5-8 Aralık 1989… Milli Kültür Şûrası’nın ikincisi düzenlenmiş. Açılış konuşmasını dönemin Cumhurbaşkanı Turgut Özal yapmış. Özal konuşmasında geleceğe ve şuraya dair beklentilerini şu şekilde ifade etmiş: “Büyüyen, gelişen bir toplumda hedefler daima daha ileriye gider. Modern Türkiye hedefi de zamanla ilerleyen, gelişen bir hedeftir. Bu hedefin peşinde sonu gelmeyen yarışta en büyük güvencemiz olan gençlerimizin, milli değerlerimize saygılı ve çağdaşlaşma mücadelesinde en büyük ilhamı milli kültürümüzde bulan nesiller olarak yetiştirilmeleri büyük önem taşımaktadır. Yarın kendilerine bırakacağımız Türkiye’yi daha ileri, daha modern bir ülke haline getirecek olan gençlerimiz, milli kültürümüzün temel değerlerini çağdaş ileri teknoloji dünyasında yaşatacak ve evrenselleştirecektir.”

Bakanlığın dışında şuraya davet edilen 137 kurum, kuruluştan 112 temsilci katılım sağladığı şuranın açılışı tamamlandıktan sonra dört gün boyunca on oturum halinde kültür meseleleri masaya yatırılmış. Geleceğe dair bir çalışma bırakmak adına Mayıs 1990’da 2. Milli Kültür Şurası’nın bildirileri ve sonuç raporları iki kitap halinde basılmış. Kitabın içerisinde Ayla Ağabegüm, Mehmet Doğan, Türker İnanoğlu ve Prof. Dr. Şerif Aktaş gibi alanında kıymetli isimlerin bizzat kaleme aldığı 72 bildiri yer alıyor. Basılan kitabı incelediğim vakit 27 yıl önce nasıl bir dönem olduğunu, kültür gündeminde nelerin mesele edildiğini, tartışılan konuları ve bunlara karşılık çözüme dair önerileri okuyabildim. Kaynak bir çalışma olarak arşivlere geçmiş.

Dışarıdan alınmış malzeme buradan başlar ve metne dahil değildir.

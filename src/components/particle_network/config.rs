//! Tunable parameters for the particle network.
//!
//! Every field has a documented default, and the whole record deserializes
//! from partial JSON so a host page only needs to name what it overrides.
//! Values are passed through [`NetworkConfig::sanitized`] before use, which
//! replaces out-of-range numbers instead of failing.

use log::warn;
use serde::Deserialize;

/// Motion constants for the per-frame integrator.
#[derive(Clone, Debug, Deserialize, PartialEq)]
#[serde(default)]
pub struct MotionConfig {
	/// Velocity multiplier applied every frame. Must stay below 1.0.
	pub damping: f32,
	/// Fraction of velocity kept after bouncing off the boundary sphere.
	pub restitution: f32,
	/// Boundary radius as a multiple of the field radius.
	pub boundary_factor: f32,
	/// Numerator of the inverse-square pointer attraction.
	pub attraction_strength: f32,
	/// Upper bound on the attraction added in a single frame.
	pub attraction_max: f32,
	/// Ambient rotation of the field around X, radians per second.
	pub spin_x: f32,
	/// Ambient rotation of the field around Y, radians per second.
	pub spin_y: f32,
	/// Spread of initial velocity components (each in `±initial_speed / 2`).
	pub initial_speed: f32,
	/// Exponent applied to the uniform radial sample. Above 1 biases toward the center.
	pub radial_bias: f32,
}

impl Default for MotionConfig {
	fn default() -> Self {
		Self {
			damping: 0.985,
			restitution: 0.7,
			boundary_factor: 1.4,
			attraction_strength: 0.002,
			attraction_max: 0.002,
			spin_x: 0.02,
			spin_y: 0.08,
			initial_speed: 0.003,
			radial_bias: 1.5,
		}
	}
}

/// Perspective camera settings.
#[derive(Clone, Debug, Deserialize, PartialEq)]
#[serde(default)]
pub struct CameraConfig {
	/// Vertical field of view in degrees.
	pub fov_degrees: f32,
	/// Distance from the camera to the field center.
	pub distance: f32,
	/// Slow orbit of the camera around the field (0 disables it).
	/// Same unit as a typical orbit control: 1.0 is one turn per minute at 60 fps.
	pub auto_rotate_speed: f32,
	pub near: f32,
	pub far: f32,
	/// Upper bound for the device pixel ratio used to size the canvas backing store.
	pub max_pixel_ratio: f64,
}

impl Default for CameraConfig {
	fn default() -> Self {
		Self {
			fov_degrees: 65.0,
			distance: 20.0,
			auto_rotate_speed: 0.25,
			near: 0.1,
			far: 2000.0,
			max_pixel_ratio: 2.0,
		}
	}
}

/// Complete widget configuration.
#[derive(Clone, Debug, Deserialize, PartialEq)]
#[serde(default)]
pub struct NetworkConfig {
	/// Number of particles. Fixed for the lifetime of a widget instance.
	pub count: usize,
	/// Radius of the sphere the field is generated in.
	pub radius: f32,
	/// Two particles closer than this (inclusive) are linked.
	pub link_distance: f32,
	/// Maximum links recorded starting from one particle.
	pub max_links_per_node: usize,
	/// Maximum number of later particles examined per particle. `None` scans to the end.
	pub link_scan_window: Option<usize>,
	/// Above this population the linker only examines every other candidate.
	pub link_stride_threshold: usize,
	/// Uniform scale of the whole field group.
	pub field_scale: f32,
	/// Glow radius around points in CSS pixels, dark theme only. 0 disables it.
	pub point_glow: f64,
	pub motion: MotionConfig,
	pub camera: CameraConfig,
}

impl Default for NetworkConfig {
	fn default() -> Self {
		Self {
			count: 280,
			radius: 10.0,
			link_distance: 1.6,
			max_links_per_node: 6,
			link_scan_window: None,
			link_stride_threshold: 1200,
			field_scale: 1.2,
			point_glow: 0.0,
			motion: MotionConfig::default(),
			camera: CameraConfig::default(),
		}
	}
}

/// Largest particle population accepted from a config.
pub const MAX_COUNT: usize = 20_000;

/// Largest per-particle link cap accepted from a config.
pub const MAX_LINKS_PER_NODE: usize = 64;

/// Cap `value` at `max`, logging when it had to be lowered.
fn capped(name: &str, value: usize, max: usize) -> usize {
	if value > max {
		warn!("particle-network: {name} = {value} exceeds {max}, using {max}");
		max
	} else {
		value
	}
}

/// Replace a non-finite or out-of-range value with `fallback`, logging what was replaced.
fn checked(name: &str, value: f32, fallback: f32, valid: impl Fn(f32) -> bool) -> f32 {
	if value.is_finite() && valid(value) {
		value
	} else {
		warn!("particle-network: invalid {name} = {value}, using {fallback}");
		fallback
	}
}

impl NetworkConfig {
	/// Parse a (possibly partial) JSON config.
	pub fn from_json(json: &str) -> Result<Self, serde_json::Error> {
		serde_json::from_str::<Self>(json).map(Self::sanitized)
	}

	/// Capacity of the link buffer, in segments.
	pub fn link_capacity(&self) -> usize {
		self.count.saturating_mul(self.max_links_per_node)
	}

	/// Boundary sphere radius enforced by the integrator.
	pub fn boundary_radius(&self) -> f32 {
		self.radius * self.motion.boundary_factor
	}

	/// Clamp every numeric field into the range the simulation can use.
	///
	/// Zero counts and zero distances are valid and produce an inert field.
	/// `count` and `max_links_per_node` are capped at [`MAX_COUNT`] and
	/// [`MAX_LINKS_PER_NODE`], which keeps the link buffer allocatable.
	pub fn sanitized(self) -> Self {
		let defaults = Self::default();
		let m = self.motion;
		let dm = defaults.motion;
		let c = self.camera;
		let dc = defaults.camera;

		let max_pixel_ratio = if c.max_pixel_ratio.is_finite() && c.max_pixel_ratio >= 1.0 {
			c.max_pixel_ratio
		} else {
			warn!(
				"particle-network: invalid camera.max_pixel_ratio = {}, using {}",
				c.max_pixel_ratio, dc.max_pixel_ratio
			);
			dc.max_pixel_ratio
		};
		let near = checked("camera.near", c.near, dc.near, |v| v > 0.0);

		Self {
			count: capped("count", self.count, MAX_COUNT),
			radius: checked("radius", self.radius, defaults.radius, |v| v >= 0.0),
			link_distance: checked("link_distance", self.link_distance, 0.0, |v| v >= 0.0),
			max_links_per_node: capped(
				"max_links_per_node",
				self.max_links_per_node,
				MAX_LINKS_PER_NODE,
			),
			link_scan_window: self.link_scan_window,
			link_stride_threshold: self.link_stride_threshold,
			field_scale: checked("field_scale", self.field_scale, defaults.field_scale, |v| {
				v > 0.0
			}),
			point_glow: if self.point_glow.is_finite() && self.point_glow >= 0.0 {
				self.point_glow
			} else {
				warn!(
					"particle-network: invalid point_glow = {}, using 0",
					self.point_glow
				);
				0.0
			},
			motion: MotionConfig {
				damping: checked("motion.damping", m.damping, dm.damping, |v| {
					(0.0..1.0).contains(&v)
				}),
				restitution: checked("motion.restitution", m.restitution, dm.restitution, |v| {
					(0.0..=1.0).contains(&v)
				}),
				boundary_factor: checked(
					"motion.boundary_factor",
					m.boundary_factor,
					dm.boundary_factor,
					|v| v > 0.0,
				),
				attraction_strength: checked(
					"motion.attraction_strength",
					m.attraction_strength,
					dm.attraction_strength,
					|v| v >= 0.0,
				),
				attraction_max: checked(
					"motion.attraction_max",
					m.attraction_max,
					dm.attraction_max,
					|v| v >= 0.0,
				),
				spin_x: checked("motion.spin_x", m.spin_x, dm.spin_x, |_| true),
				spin_y: checked("motion.spin_y", m.spin_y, dm.spin_y, |_| true),
				initial_speed: checked(
					"motion.initial_speed",
					m.initial_speed,
					dm.initial_speed,
					|v| v >= 0.0,
				),
				radial_bias: checked("motion.radial_bias", m.radial_bias, dm.radial_bias, |v| {
					v > 0.0
				}),
			},
			camera: CameraConfig {
				fov_degrees: checked("camera.fov_degrees", c.fov_degrees, dc.fov_degrees, |v| {
					v > 1.0 && v < 179.0
				}),
				distance: checked("camera.distance", c.distance, dc.distance, |v| v > 0.0),
				auto_rotate_speed: checked(
					"camera.auto_rotate_speed",
					c.auto_rotate_speed,
					dc.auto_rotate_speed,
					|_| true,
				),
				near,
				far: checked("camera.far", c.far, dc.far.max(near * 2.0), |v| v > near),
				max_pixel_ratio,
			},
		}
	}
}

#[cfg(test)]
mod tests {
	use super::super::geometry::LineGeometry;
	use super::*;

	#[test]
	fn defaults_are_canonical_set() {
		let config = NetworkConfig::default();
		assert_eq!(config.count, 280);
		assert_eq!(config.radius, 10.0);
		assert_eq!(config.link_distance, 1.6);
		assert_eq!(config.max_links_per_node, 6);
		assert_eq!(config.link_capacity(), 280 * 6);
		assert!((config.boundary_radius() - 14.0).abs() < 1e-5);
	}

	#[test]
	fn partial_json_keeps_other_defaults() {
		let config =
			NetworkConfig::from_json(r#"{ "count": 50, "motion": { "damping": 0.9 } }"#).unwrap();
		assert_eq!(config.count, 50);
		assert_eq!(config.motion.damping, 0.9);
		assert_eq!(config.motion.restitution, MotionConfig::default().restitution);
		assert_eq!(config.camera, CameraConfig::default());
	}

	#[test]
	fn malformed_json_is_an_error() {
		assert!(NetworkConfig::from_json("{ count: ").is_err());
	}

	#[test]
	fn sanitize_replaces_out_of_range_values() {
		let mut config = NetworkConfig::default();
		config.radius = -3.0;
		config.link_distance = f32::NAN;
		config.motion.damping = 1.0;
		config.motion.restitution = 2.0;
		config.camera.fov_degrees = 0.0;
		config.camera.max_pixel_ratio = 0.5;

		let config = config.sanitized();
		assert_eq!(config.radius, 10.0);
		assert_eq!(config.link_distance, 0.0);
		assert_eq!(config.motion.damping, 0.985);
		assert_eq!(config.motion.restitution, 0.7);
		assert_eq!(config.camera.fov_degrees, 65.0);
		assert_eq!(config.camera.max_pixel_ratio, 2.0);
	}

	#[test]
	fn degenerate_values_survive_sanitizing() {
		let mut config = NetworkConfig::default();
		config.count = 0;
		config.link_distance = 0.0;
		config.max_links_per_node = 0;

		let config = config.sanitized();
		assert_eq!(config.count, 0);
		assert_eq!(config.link_distance, 0.0);
		assert_eq!(config.link_capacity(), 0);
	}

	#[test]
	fn oversized_counts_are_capped_to_an_allocatable_buffer() {
		let config = NetworkConfig::from_json(
			r#"{ "count": 18446744073709551615, "max_links_per_node": 18446744073709551615 }"#,
		)
		.unwrap();
		assert_eq!(config.count, MAX_COUNT);
		assert_eq!(config.max_links_per_node, MAX_LINKS_PER_NODE);
		assert_eq!(config.link_capacity(), MAX_COUNT * MAX_LINKS_PER_NODE);

		let config =
			NetworkConfig::from_json(r#"{ "count": 280, "max_links_per_node": 18446744073709551615 }"#)
				.unwrap();
		let lines = LineGeometry::allocate(config.link_capacity());
		assert_eq!(lines.segment_capacity(), 280 * MAX_LINKS_PER_NODE);
	}

	#[test]
	fn negative_glow_is_disabled() {
		let config = NetworkConfig {
			point_glow: -4.0,
			..NetworkConfig::default()
		}
		.sanitized();
		assert_eq!(config.point_glow, 0.0);
	}
}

Malumunuz 3-5 Mart tarihleri arasında Türkiye’nin kültür politikalarına yön verilmesi amacıyla Milli Kültür Şurası üçüncü kez bir araya getirildi. Heyecanlı idik, çünkü aradan 28 yıl geçmişti ve kültür politikalarına dair çözüm bekleyen konularımız birikmişti. Açılış konuşmasını yapan Cumhurbaşkanımız Recep Tayyip Erdoğan, “Şura Sonuç Raporu’nun, kültür ve sanat politikalarımızın geleceğine ışık tutmasını, yeni bir kültür hamlesine vesile olmasını temenni ediyorum.” dedi ve şöyle devam etti: “İrfandan yoksun bir kültür, açık konuşayım, hamallıktan başka bir şey değildir./Bize düşen, günümüzün ihtiyaçlarıyla yeniden yorumlayarak kültürümüzü ihya etmek, ayağa kaldırmak, geleceğe taşımaktır. Bunun için, teslimiyeti değil tahkimiyeti esas alan bu yaklaşımla, milli kültürümüzü yaşatma ve geliştirme yolunda üzerimize düşenleri hep birlikte yapmalıyız.” Sonrasında eski Kültür Bakanımız Nabi Avcı konuşmalarını gerçekleştirdi ve üç gün boyunca sabahtan akşama kadar herkes ilgi sahasına göre komisyonları dinledi, görüş bildirdi. Bende derdimiz tiyatro olduğu için Sahne Sanatları Komisyonu’nu takip ettim. Komisyon üyelerinin sundukları bildiriler katılımcılar tarafından yorumlandı, tartışmalar oldu, bazen bir madde üzerine saatlerce konuşuldu. Yazılı tebliğlerin dışında oturumlardan video ve ses kaydı alındı.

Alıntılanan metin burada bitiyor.